Multi-Agent Game Evaluation Platform --- Jidi (及第)

Jidi supports online evaluation service for various games/simulators/environments/testbeds. Website: www.jidiai.cn.

A tutorial on Jidi: Tutorial

Environment

The competition environment is a 2-player grid game where each agent plays as a delivery man sending orders from restaurant to customers as quick as possible.

Delivery

map

  • You are positioned in a 16x16 grid map with 10 restaurants, 20 customers randomly located. The grid map has path along which the agent can move at each time-step

Restaurant

  • The restaurant will receive an order each 10 time-steps.
  • Each restaurant will hold maximally 10 orders and orders that are not picked by the rider in time will be dropped.

Order

  • The order contain information of the restaurant, the customer and the time for arrival.
  • The arrival time is computed as the order generating time plusing a random number between restuarant-customer distance and 16x16.
  • When the order is picked by the rider, a picking time between D and 2D (D is the restaurant-rider distance).

Rider

  • At each time-step, the game will dispatch (maximum 20) to each riders orders that are closed enough to pick up (within distance 5).
  • Rider can choose to accept any of the dispatched orders in each time-step.
  • If multiple riders accept the orders at the same time, the game will assign randomly.
  • Rider will automatically pick up the accepted orders once arriving at the specific restaurant.
  • Each rider can have maximum 5 orders (including the accepted and the picked).
  • Rider need to deliver the order it has picked to specific customer. Rider will receive rewards if the order is delievered in time (reward equals to the distance between the customer and the restaurant).
  • Rider will get penality if any accepted order has exceeded the time limit. The penality is half of the distance between the restaurant and the customer.

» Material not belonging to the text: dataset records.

//! Approval routing
//!
//! Decides which approver chain applies to an amount. A missing rule is a hard stop:
//! nothing is ever approved by default.

use chrono::Utc;
use rust_decimal::Decimal;
use std::sync::Arc;
use uuid::Uuid;

use crate::error::{EngineError, EngineResult, EntityRef};
use crate::models::{ApprovalChain, ApprovalRuleDraft, ApprovalWorkflow, CompanyId};
use crate::workflow::persistence::{JsonStore, WorkflowPersistence};
use crate::workflow::validator::WorkflowValidator;

/// Approval router
pub struct ApprovalRouter {
    persistence: Arc<WorkflowPersistence>,
}

impl ApprovalRouter {
    pub fn new(persistence: Arc<WorkflowPersistence>) -> Self {
        Self { persistence }
    }

    /// Validate and store a routing rule
    pub fn configure(&self, draft: ApprovalRuleDraft) -> EngineResult<ApprovalWorkflow> {
        let id = Uuid::new_v4();
        let result = WorkflowValidator::validate_approval_rule(&draft);
        if !result.is_valid() {
            return Err(EngineError::validation(
                EntityRef::ApprovalRule(id),
                result.summary(),
            ));
        }

        let rule = ApprovalWorkflow {
            id,
            company_id: draft.company_id,
            name: draft.name,
            description: draft.description,
            approval_type: draft.approval_type,
            categories: draft.categories,
            approval_levels: draft.approval_levels,
            min_amount: draft.min_amount,
            max_amount: draft.max_amount,
            requires_documentation: draft.requires_documentation,
            workflow_template_id: draft.workflow_template_id,
            is_active: true,
            auto_approve_threshold: draft.auto_approve_threshold,
            escalation_timeout: draft.escalation_timeout,
            created_by: draft.created_by,
            created_at: Utc::now(),
        };

        self.persistence.transaction(|store| {
            store.approval_rules.push(rule.clone());
            Ok(())
        })?;

        tracing::info!(
            rule_id = %rule.id,
            approval_type = %rule.approval_type,
            levels = rule.approval_levels.len(),
            "Approval rule configured"
        );
        Ok(rule)
    }

    pub fn set_active(&self, rule_id: Uuid, active: bool) -> EngineResult<ApprovalWorkflow> {
        self.persistence.transaction(|store| {
            let rule = store
                .approval_rules
                .iter_mut()
                .find(|r| r.id == rule_id)
                .ok_or_else(|| EngineError::not_found(EntityRef::ApprovalRule(rule_id)))?;
            rule.is_active = active;
            Ok(rule.clone())
        })
    }

    pub fn get(&self, rule_id: Uuid) -> EngineResult<ApprovalWorkflow> {
        self.persistence
            .read(|store| store.approval_rule(rule_id).cloned())
            .ok_or_else(|| EngineError::not_found(EntityRef::ApprovalRule(rule_id)))
    }

    /// Rules of a company, optionally for one approval type
    pub fn list(&self, company_id: CompanyId, approval_type: Option<&str>) -> Vec<ApprovalWorkflow> {
        self.persistence.read(|store| {
            store
                .approval_rules
                .iter()
                .filter(|r| {
                    r.company_id == company_id
                        && approval_type.is_none_or(|t| r.approval_type == t)
                })
                .cloned()
                .collect()
        })
    }

    /// Resolve the approver chain for an amount
    pub fn resolve_chain(
        &self,
        company_id: CompanyId,
        approval_type: &str,
        amount: Decimal,
        category: Option<&str>,
    ) -> EngineResult<ApprovalChain> {
        self.persistence
            .read(|store| Self::resolve_in(store, company_id, approval_type, amount, category))
    }

    /// Resolve against a store snapshot, e.g. inside a transaction
    pub fn resolve_in(
        store: &JsonStore,
        company_id: CompanyId,
        approval_type: &str,
        amount: Decimal,
        category: Option<&str>,
    ) -> EngineResult<ApprovalChain> {
        let rule = Self::select_rule(store, company_id, approval_type, amount, category).ok_or_else(
            || EngineError::NoApprovalRule {
                entity: EntityRef::Company(company_id),
                approval_type: approval_type.to_string(),
                amount,
            },
        )?;

        let auto_approved = rule
            .auto_approve_threshold
            .is_some_and(|threshold| amount <= threshold);

        let levels = if auto_approved {
            Vec::new()
        } else {
            rule.approval_levels
                .iter()
                .filter(|level| level.min_amount.is_none_or(|min| amount >= min))
                .cloned()
                .collect()
        };

        tracing::debug!(
            rule_id = %rule.id,
            amount = %amount,
            levels = levels.len(),
            auto_approved,
            "Approval chain resolved"
        );

        Ok(ApprovalChain {
            approval_workflow_id: rule.id,
            levels,
            auto_approve_threshold: rule.auto_approve_threshold,
            escalation_timeout: rule.escalation_timeout,
        })
    }

    /// Category-specific rules win over generic ones, then the narrowest range
    fn select_rule<'a>(
        store: &'a JsonStore,
        company_id: CompanyId,
        approval_type: &str,
        amount: Decimal,
        category: Option<&str>,
    ) -> Option<&'a ApprovalWorkflow> {
        store
            .approval_rules
            .iter()
            .filter(|r| {
                r.is_active
                    && r.company_id == company_id
                    && r.approval_type == approval_type
                    && r.covers_amount(amount)
                    && r.admits_category(category)
            })
            .min_by(|a, b| {
                a.categories
                    .is_empty()
                    .cmp(&b.categories.is_empty())
                    .then_with(|| range_width(a).cmp(&range_width(b)))
                    .then_with(|| a.created_at.cmp(&b.created_at))
            })
    }
}

/// Width of a rule's amount range; open-ended ranges sort last
fn range_width(rule: &ApprovalWorkflow) -> (bool, Decimal) {
    match rule.max_amount {
        Some(max) => (false, max - rule.min_amount),
        None => (true, Decimal::ZERO),
    }
}

#[cfg(test)]
mod tests {
    use super::*;
    use crate::error::ErrorKind;
    use crate::models::ApprovalLevel;

    fn level(level: u32, role: &str, min: Option<i64>) -> ApprovalLevel {
        ApprovalLevel {
            level,
            role: role.to_string(),
            min_amount: min.map(Decimal::from),
        }
    }

    fn draft(categories: &[&str], max: Option<i64>) -> ApprovalRuleDraft {
        ApprovalRuleDraft {
            company_id: 1,
            name: "Expenses".to_string(),
            description: None,
            approval_type: "expense".to_string(),
            categories: categories.iter().map(|c| c.to_string()).collect(),
            approval_levels: vec![
                level(1, "manager", None),
                level(2, "finance_director", Some(5000)),
            ],
            min_amount: Decimal::ZERO,
            max_amount: max.map(Decimal::from),
            requires_documentation: false,
            workflow_template_id: None,
            auto_approve_threshold: Some(Decimal::from(100)),
            escalation_timeout: 48,
            created_by: 1,
        }
    }

    fn router() -> ApprovalRouter {
        ApprovalRouter::new(Arc::new(WorkflowPersistence::in_memory()))
    }

    #[test]
    fn test_auto_approval_at_threshold() {
        let router = router();
        router.configure(draft(&[], None)).unwrap();

        let chain = router
            .resolve_chain(1, "expense", Decimal::from(100), None)
            .unwrap();
        assert!(chain.is_auto_approved());
        assert_eq!(chain.escalation_timeout, 48);
    }

    #[test]
    fn test_levels_filtered_by_amount() {
        let router = router();
        router.configure(draft(&[], None)).unwrap();

        let small = router
            .resolve_chain(1, "expense", Decimal::from(800), None)
            .unwrap();
        assert_eq!(small.roles(), vec!["manager"]);

        let large = router
            .resolve_chain(1, "expense", Decimal::from(5000), None)
            .unwrap();
        assert_eq!(large.roles(), vec!["manager", "finance_director"]);
    }

    #[test]
    fn test_no_rule_is_a_hard_stop() {
        let router = router();
        router.configure(draft(&[], Some(1000))).unwrap();

        let err = router
            .resolve_chain(1, "expense", Decimal::from(2000), None)
            .unwrap_err();
        assert_eq!(err.kind(), ErrorKind::NoApprovalRule);
        assert_eq!(err.entity(), Some(&EntityRef::Company(1)));

        let other_type = router
            .resolve_chain(1, "leave_request", Decimal::ZERO, None)
            .unwrap_err();
        assert_eq!(other_type.kind(), ErrorKind::NoApprovalRule);
    }

    #[test]
    fn test_category_specific_rule_wins() {
        let router = router();
        let generic = router.configure(draft(&[], None)).unwrap();
        let travel = router.configure(draft(&["travel"], None)).unwrap();

        let chain = router
            .resolve_chain(1, "expense", Decimal::from(800), Some("travel"))
            .unwrap();
        assert_eq!(chain.approval_workflow_id, travel.id);

        let chain = router
            .resolve_chain(1, "expense", Decimal::from(800), Some("meals"))
            .unwrap();
        assert_eq!(chain.approval_workflow_id, generic.id);
    }

    #[test]
    fn test_narrowest_range_wins() {
        let router = router();
        router.configure(draft(&[], None)).unwrap();
        let narrow = router.configure(draft(&[], Some(1000))).unwrap();

        let chain = router
            .resolve_chain(1, "expense", Decimal::from(500), None)
            .unwrap();
        assert_eq!(chain.approval_workflow_id, narrow.id);
    }

    #[test]
    fn test_inactive_rule_ignored() {
        let router = router();
        let rule = router.configure(draft(&[], None)).unwrap();
        router.set_active(rule.id, false).unwrap();

        assert!(router
            .resolve_chain(1, "expense", Decimal::from(500), None)
            .is_err());
    }

    #[test]
    fn test_invalid_rule_rejected() {
        let router = router();
        let mut bad = draft(&[], None);
        bad.approval_levels.clear();
        let err = router.configure(bad).unwrap_err();
        assert_eq!(err.kind(), ErrorKind::Validation);
        assert!(router.list(1, None).is_empty());
    }
}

Observation, action and reawrd

  • Observation:
    • agents: all riders' information such as the position and the accepted orders;
    • restaruant: information of all restaurants such as the position and the available orders;
    • customer: position of all customers;
    • roads: coordinates of all roads;
    • controlled_player_index: the index of current controlled agent;
  • Action:
    • movement: dimension 5, agent can move up, down, right, left or stay still.
    • pick up orders: dimension 20, 1 represents for picking up the order in the current restaurant;
    • deliver orders: dimension 5, whether to deliver the orders at current location, 5 is the maximum capacity for each rider, 1 represent for yes and 0 for no.
    • accept orders: dimension 10, whether to accept the generated orders (maximum 10) at current time-step.
  • Reward:
    • positive reward for the order that is successfully delivered in time, the value is equal to the restaurant-customer distance;
    • negative reward for the accepted order that exceeds time limit, the value is equal to half of the restaurant-customer distance.

Quick Start

You can use any tool to manage your python environment. Here, we use conda as an example.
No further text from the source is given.